Total number of 3-digit numbers = 5 * 4 * 3 = 60

Therefore, there are **125** 3-digit numbers when repetition is allowed and **60** 3-digit numbers when repetition is not allowed.

**2. How many 3-digit even numbers can be formed from the digits 1, 2, 3, 4, 5, 6 if the digits can be repeated?**

**Ans : **

To form a 3-digit even number, the units place must be filled with an even digit. From the given digits, 2, 4, and 6 are even.

**Units place:** 3 choices (2, 4, or 6)

**Hundreds and tens place:** Since repetition is allowed, each place can be filled with any of the 6 digits (1, 2, 3, 4, 5, or 6).

6 * 6 * 3 = 108

So, there are 108 different 3-digit even numbers that can be formed from the digits 1, 2, 3, 4, 5, and 6 with repetition allowed.

**3. How many 4-letter code can be formed using the first 10 letters of the English alphabet, if no letter can be repeated?**

**Ans : **

The formula for permutations is:

nPr = n! / (n – r)!

Where:

- n is the total number of objects
- r is the number of objects taken at a time

In this case, n = 10 (the first 10 letters of the English alphabet) and r = 4 (the number of letters in the code).

Substituting the values into the formula:

10P4 = 10! / (10 – 4)!

10P4 = 10! / 6!

10P4

= 10 * 9 * 8 * 7

10P4 = 5040

**4. How many 5-digit telephone numbers can be constructed using the digits 0 to 9 if each number starts with 67 and no digit appears more than once?**

**Ans :**

Since the first two digits are fixed as 67, we have 8 remaining digits (0, 1, 2, 3, 4, 5, 8, 9) to fill the last three places.

**Third place:** 8 choices (any of the remaining 8 digits)

**Fourth place:** 7 choices (one digit is already used)

**Fifth place:** 6 choices (two digits are already used)

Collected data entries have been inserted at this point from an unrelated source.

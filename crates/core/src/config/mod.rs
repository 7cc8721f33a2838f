//! Configuration system for multi-chain, multi-protocol liquidation bot.
//!
//! This module provides:
//! - Bot runtime configuration (profiles, thresholds, timing)
//! - Chain configuration (RPC endpoints, gas settings)
//! - Protocol configuration (contract addresses, parameters)
//! - Asset configuration (tokens, oracles, liquidation bonuses)
//! - Deployment configuration (ties everything together)
//! - Configuration registry for runtime loading

mod asset_config;
mod bot;
mod chain;
mod deployment;
mod loader;
mod protocol;
mod registry;

// Re-export bot config (main runtime config)
pub use bot::{
    config, init_config, BotConfig, LiquidationConfig, PositionConfig, PreStagingConfigValues,
    ScannerTimingConfig, TierConfig,
};

// Re-export chain config
pub use chain::{
    ChainConfig, ChainDetails, GasConfig, GasPricingModel, LiquidSwapConfig, RpcConfig, SwapConfig,
    UniswapV3Config,
};

// Re-export protocol config
pub use protocol::{
    ProtocolApi, ProtocolConfig, ProtocolContracts, ProtocolDetails, ProtocolParameters,
    ProtocolVersion,
};

// Re-export asset config
pub use asset_config::{AssetConfig, AssetsConfig};

// Re-export deployment config
pub use deployment::{
    BotConfigOverrides, DeploymentConfig, DeploymentContracts, DeploymentDetails,
    LiquidationOverrides, PositionOverrides, PreStagingOverrides, ScannerOverrides, TierOverrides,
};

// Re-export config registry
pub use registry::ConfigRegistry;

// Re-export deployment loader
pub use loader::{
    load_deployment, load_deployment_from_env, ChainDetails as ResolvedChainDetails,
    DeploymentLoader, GasDetails, ProtocolDetails as ResolvedProtocolDetails, ResolvedAsset,
    ResolvedContracts, ResolvedDeployment, RpcUrls,
};
//! Contract bindings for HyperLend protocol.
//!
//! This module provides type definitions and ABI constants for interacting
//! with HyperLend smart contracts.

use alloy::primitives::{Address, Bytes, B256, U256};
use alloy::sol;
use alloy::sol_types::SolCall;

// Define contract interfaces using sol! macro for ABI generation
sol! {
    /// Aave V3 Pool interface (subset for liquidation)
    interface IPool {
        event Supply(address indexed reserve, address user, address indexed onBehalfOf, uint256 amount, uint16 indexed referralCode);
        event Withdraw(address indexed reserve, address indexed user, address indexed to, uint256 amount);
        event Borrow(address indexed reserve, address user, address indexed onBehalfOf, uint256 amount, uint8 interestRateMode, uint256 borrowRate, uint16 indexed referralCode);
        event Repay(address indexed reserve, address indexed user, address indexed repayer, uint256 amount, bool useATokens);
        event LiquidationCall(address indexed collateralAsset, address indexed debtAsset, address indexed user, uint256 debtToCover, uint256 liquidatedCollateralAmount, address liquidator, bool receiveAToken);
    }

    /// Oracle aggregator interface (Chainlink-compatible)
    interface IAggregator {
        event AnswerUpdated(int256 indexed current, uint256 indexed roundId, uint256 updatedAt);
    }

    /// Swap allocation struct for liquidation (matches Solidity tuple)
    #[derive(Debug)]
    struct SwapAlloc {
        address tokenIn;
        address tokenOut;
        uint8 routerIndex;
        uint24 fee;          // uint24 per original ABI
        uint256 amountIn;
        bool stable;
    }

    /// Liquidator contract interface (matches deployed contract)
    interface ILiquidator {
        function liquidate(
            address _user,
            address _collateral,
            address _debt,
            uint256 _debtAmount,
            SwapAlloc[][] calldata _hops,
            address[] calldata _tokens,
            uint256 _minAmountOut
        ) external returns (uint256);

        function rescueTokens(
            address _token,
            uint256 _amount,
            bool _max,
            address _to
        ) external;
    }
}

/// Event signature constants for log filtering.
pub mod event_signatures {
    use super::*;

    /// keccak256("AnswerUpdated(int256,uint256,uint256)")
    pub const ANSWER_UPDATED: B256 = B256::new([
        0x05, 0x59, 0x88, 0x4f, 0xd3, 0x34, 0x29, 0x55, 0xd1, 0xfc, 0x4b, 0x32, 0xf8, 0x0a, 0xb7,
        0x04, 0x98, 0x87, 0xe6, 0xe4, 0x32, 0x88, 0x03, 0x12, 0xfa, 0xea, 0x3c, 0x13, 0x6b, 0x0c,
        0xdb, 0xc4,
    ]);

    /// keccak256("Supply(address,address,address,uint256,uint16)")
    pub const SUPPLY: B256 = B256::new([
        0x2b, 0x62, 0x7c, 0xe5, 0x32, 0x47, 0xe1, 0x4b, 0x2c, 0x94, 0x3c, 0xb3, 0x84, 0xf6, 0x22,
        0xb9, 0x70, 0x64, 0x99, 0x4c, 0x68, 0x32, 0x18, 0x0f, 0x2a, 0x71, 0x7c, 0x7f, 0xa2, 0xac,
        0xe2, 0x9e,
    ]);

    /// keccak256("Withdraw(address,address,address,uint256)")
    pub const WITHDRAW: B256 = B256::new([
        0x31, 0x15, 0xd1, 0x44, 0x9a, 0x7b, 0x73, 0x2c, 0x4a, 0x14, 0x53, 0x4b, 0x82, 0x26, 0x19,
        0xf7, 0x2c, 0xc4, 0xd7, 0x0e, 0xf5, 0x2d, 0x8e, 0x0e, 0x2a, 0x7d, 0x6d, 0x80, 0x6b, 0x48,
        0xd8, 0x39,
    ]);

    /// keccak256("Borrow(address,address,address,uint256,uint8,uint256,uint16)")
    pub const BORROW: B256 = B256::new([
        0xb3, 0xd0, 0x84, 0x82, 0x0f, 0xb1, 0xa9, 0xde, 0xcf, 0xef, 0xf7, 0xce, 0x23, 0xfb, 0x0d,
        0xb6, 0x95, 0x43, 0xa8, 0xae, 0x27, 0x5f, 0xde, 0x06, 0x3a, 0xba, 0xf5, 0x81, 0x2f, 0x3c,
        0xc5, 0x88,
    ]);

    /// keccak256("Repay(address,address,address,uint256,bool)")
    pub const REPAY: B256 = B256::new([
        0xa5, 0x34, 0xc8, 0xdc, 0xe0, 0x52, 0x79, 0xf5, 0xb3, 0x05, 0xbd, 0xfd, 0xa9, 0x35, 0x48,
        0x8f, 0xf4, 0xf1, 0xc8, 0x3d, 0xd2, 0x62, 0x1e, 0x7e, 0xb0, 0x56, 0xd7, 0xa5, 0x93, 0x98,
        0x74, 0x80,
    ]);

    /// keccak256("LiquidationCall(address,address,address,uint256,uint256,address,bool)")
    pub const LIQUIDATION_CALL: B256 = B256::new([
        0xe4, 0x13, 0xa3, 0x21, 0xe8, 0x68, 0x14, 0x69, 0x7e, 0x5d, 0x12, 0x0c, 0xb6, 0x28, 0x45,
        0x1e, 0x97, 0x08, 0x86, 0x7c, 0xfd, 0x6a, 0x6c, 0xd8, 0x16, 0xd2, 0xe7, 0xb0, 0xb4, 0xd0,
        0xb4, 0x80,
    ]);

    /// Get all pool event signatures.
    pub fn pool_signatures() -> Vec<B256> {
        vec![SUPPLY, WITHDRAW, BORROW, REPAY, LIQUIDATION_CALL]
    }
}

use crate::signer::TransactionSender;
use std::sync::Arc;
use std::time::Instant;

/// Liquidator contract wrapper with transaction sending capability.
pub struct LiquidatorContract {
    /// Contract address
    pub address: Address,
    /// Encoded calldata cache for pre-staging
    calldata_cache: parking_lot::RwLock<Option<Bytes>>,
    /// Transaction sender (optional)
    sender: Option<Arc<TransactionSender>>,
}

impl LiquidatorContract {
    /// Create a new Liquidator contract wrapper.
    pub fn new(address: Address) -> Self {
        Self {
            address,
            calldata_cache: parking_lot::RwLock::new(None),
            sender: None,
        }
    }

    /// Create a new Liquidator contract wrapper with transaction sender.
    pub fn with_sender(address: Address, sender: Arc<TransactionSender>) -> Self {
        Self {
            address,
            calldata_cache: parking_lot::RwLock::new(None),
            sender: Some(sender),
        }
    }

    /// Set the transaction sender.
    pub fn set_sender(&mut self, sender: Arc<TransactionSender>) {
        self.sender = Some(sender);
    }

    /// Encode liquidation calldata for pre-staging or dry-run.
    pub fn encode_liquidate(
        &self,
        user: Address,
        collateral: Address,
        debt: Address,
        debt_to_cover: U256,
        hops: Vec<Vec<SwapAllocation>>,
        tokens: Vec<Address>,
        min_amount_out: U256,
    ) -> Bytes {
        // Convert SwapAllocation to SwapAlloc for ABI encoding
        let encoded_hops: Vec<Vec<SwapAlloc>> = hops
            .into_iter()
            .map(|hop| hop.into_iter().map(|a| a.to_sol()).collect())
            .collect();

        let call = ILiquidator::liquidateCall {
            _user: user,
            _collateral: collateral,
            _debt: debt,
            _debtAmount: debt_to_cover,
            _hops: encoded_hops,
            _tokens: tokens,
            _minAmountOut: min_amount_out,
        };

        Bytes::from(call.abi_encode())
    }

    /// Encode rescue tokens calldata.
    /// Uses max=true to rescue all tokens (matches original bot behavior).
    pub fn encode_rescue_tokens(&self, token: Address, recipient: Address) -> Bytes {
        let call = ILiquidator::rescueTokensCall {
            _token: token,
            _amount: U256::ZERO, // Not used when _max is true
            _max: true,          // Always rescue all (per original bot)
            _to: recipient,
        };
        Bytes::from(call.abi_encode())
    }

    /// Encode rescue tokens calldata with specific amount.
    pub fn encode_rescue_tokens_amount(
        &self,
        token: Address,
        amount: U256,
        recipient: Address,
    ) -> Bytes {
        let call = ILiquidator::rescueTokensCall {
            _token: token,
            _amount: amount,
            _max: false,
            _to: recipient,
        };
        Bytes::from(call.abi_encode())
    }

    /// Execute a liquidation transaction.
    ///
    /// This method encodes the calldata and sends the transaction.
    /// Requires a sender to be configured via `with_sender` or `set_sender`.
    pub async fn liquidate(
        &self,
        user: Address,
        collateral: Address,
        debt: Address,
        debt_to_cover: U256,
        hops: Vec<Vec<SwapAllocation>>,
        tokens: Vec<Address>,
        min_amount_out: U256,
    ) -> anyhow::Result<B256> {
        // TIMING: Calldata encoding (slow path - encodes at runtime)
        let encode_start = Instant::now();
        let calldata = self.encode_liquidate(
            user,
            collateral,
            debt,
            debt_to_cover,
            hops,
            tokens,
            min_amount_out,
        );
        let encode_elapsed = encode_start.elapsed();

        // Cache for inspection
        *self.calldata_cache.write() = Some(calldata.clone());

        // Send transaction if sender is configured
        if let Some(sender) = &self.sender {
            tracing::info!(
                contract = %self.address,
                user = %user,
                collateral = %collateral,
                debt = %debt,
                encode_us = encode_elapsed.as_micros(),
                calldata_len = calldata.len(),
                "[CONTRACT] Sending liquidation (runtime encoding took {}us)",
                encode_elapsed.as_micros()
            );

            sender
                .send_transaction(self.address, calldata, U256::ZERO)
                .await
        } else {
            tracing::info!(
                contract = %self.address,
                calldata_len = calldata.len(),
                encode_us = encode_elapsed.as_micros(),
                "Liquidation calldata encoded (signer required for actual execution)"
            );

            anyhow::bail!(
                "Transaction ready but signer not configured. Calldata: {} bytes",
                calldata.len()
            )
        }
    }

    /// Execute a liquidation with pre-encoded calldata (fastest path).
    ///
    /// OPTIMIZATION: Skips encoding step entirely (~5ms savings).
    /// Use this when calldata was pre-encoded during staging.
    pub async fn execute_preencoded(&self, calldata: Bytes) -> anyhow::Result<B256> {
        let start = Instant::now();

        // Cache for inspection (minimal overhead)
        *self.calldata_cache.write() = Some(calldata.clone());
        let cache_elapsed = start.elapsed();

        if let Some(sender) = &self.sender {
            tracing::info!(
                contract = %self.address,
                calldata_len = calldata.len(),
                cache_us = cache_elapsed.as_micros(),
                "[CONTRACT] Executing pre-encoded liquidation (FAST PATH - 0us encoding)"
            );

            sender
                .send_transaction(self.address, calldata, U256::ZERO)
                .await
        } else {
            anyhow::bail!(
                "Transaction ready but signer not configured. Calldata: {} bytes",
                calldata.len()
            )
        }
    }

    /// Rescue tokens from the contract.
    pub async fn rescue_tokens(&self, token: Address, recipient: Address) -> anyhow::Result<B256> {
        let calldata = self.encode_rescue_tokens(token, recipient);

        // Send transaction if sender is configured
        if let Some(sender) = &self.sender {
            tracing::info!(
                contract = %self.address,
                token = %token,
                recipient = %recipient,
                "Sending rescue tokens transaction"
            );

            sender
                .send_transaction(self.address, calldata, U256::ZERO)
                .await
        } else {
            tracing::info!(
                contract = %self.address,
                token = %token,
                recipient = %recipient,
                "Rescue tokens calldata encoded (signer required for actual execution)"
            );

            anyhow::bail!(
                "Transaction ready but signer not configured. Calldata: {} bytes",
                calldata.len()
            )
        }
    }

    /// Get cached calldata (for inspection/debugging).
    pub fn cached_calldata(&self) -> Option<Bytes> {
        self.calldata_cache.read().clone()
    }
}

/// Swap allocation for liquidation (Rust representation).
#[derive(Debug, Clone)]
pub struct SwapAllocation {
    pub token_in: Address,
    pub token_out: Address,
    pub router_index: u8,
    pub fee: u32, // uint24 in Solidity, but stored as u32
    pub amount_in: U256,
    pub stable: bool,
}

impl SwapAllocation {
    /// Convert to the ABI-compatible SwapAlloc type.
    pub fn to_sol(&self) -> SwapAlloc {
        SwapAlloc {
            tokenIn: self.token_in,
            tokenOut: self.token_out,
            routerIndex: self.router_index,
            fee: alloy::primitives::Uint::<24, 1>::from(self.fee & 0xFFFFFF), // Mask to uint24
            amountIn: self.amount_in,
            stable: self.stable,
        }
    }
}

/// Pool contract wrapper for event filtering.
pub struct PoolContract {
    pub address: Address,
}

impl PoolContract {
    pub fn new(address: Address) -> Self {
        Self { address }
    }

    /// Get event signatures for subscription.
    pub fn event_signatures() -> Vec<B256> {
        event_signatures::pool_signatures()
    }
}

/// Oracle aggregator utilities.
pub struct OracleAggregator;

impl OracleAggregator {
    /// Get event signature for AnswerUpdated.
    pub fn answer_updated_signature() -> B256 {
        event_signatures::ANSWER_UPDATED
    }
}

#[cfg(test)]
mod tests {
    use super::*;

    #[test]
    fn test_event_signatures() {
        let sigs = PoolContract::event_signatures();
        assert_eq!(sigs.len(), 5);

        let answer_sig = OracleAggregator::answer_updated_signature();
        assert!(!answer_sig.is_zero());
    }
}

Total number of 5-digit telephone numbers = 1 * 1 * 8 * 7 * 6 = **336**

**5. A coin is tossed 3 times and the outcomes are recorded. How many possible outcomes are there?**

**Ans : **

A coin has two possible outcomes:

heads or tails.

When a coin is tossed once, there are 2 possible outcomes.

When a coin is tossed twice, there are 2 * 2 = 4 possible outcomes (HH, HT, TH, TT).

When a coin is tossed three times, there are 2 * 2 * 2 = 8 possible outcomes.

**6. Given 5 flags of different colours, how many different signals can be generated if each signal requires the use of 2 flags, one below the other?**

**Ans : **

The formula for permutations is:

nPr = n! / (n – r)!

Where:

- n is the total number of objects
- r is the number of objects taken at a time

In this case, n = 5 (the number of flags) and r = 2 (the number of flags used for each signal).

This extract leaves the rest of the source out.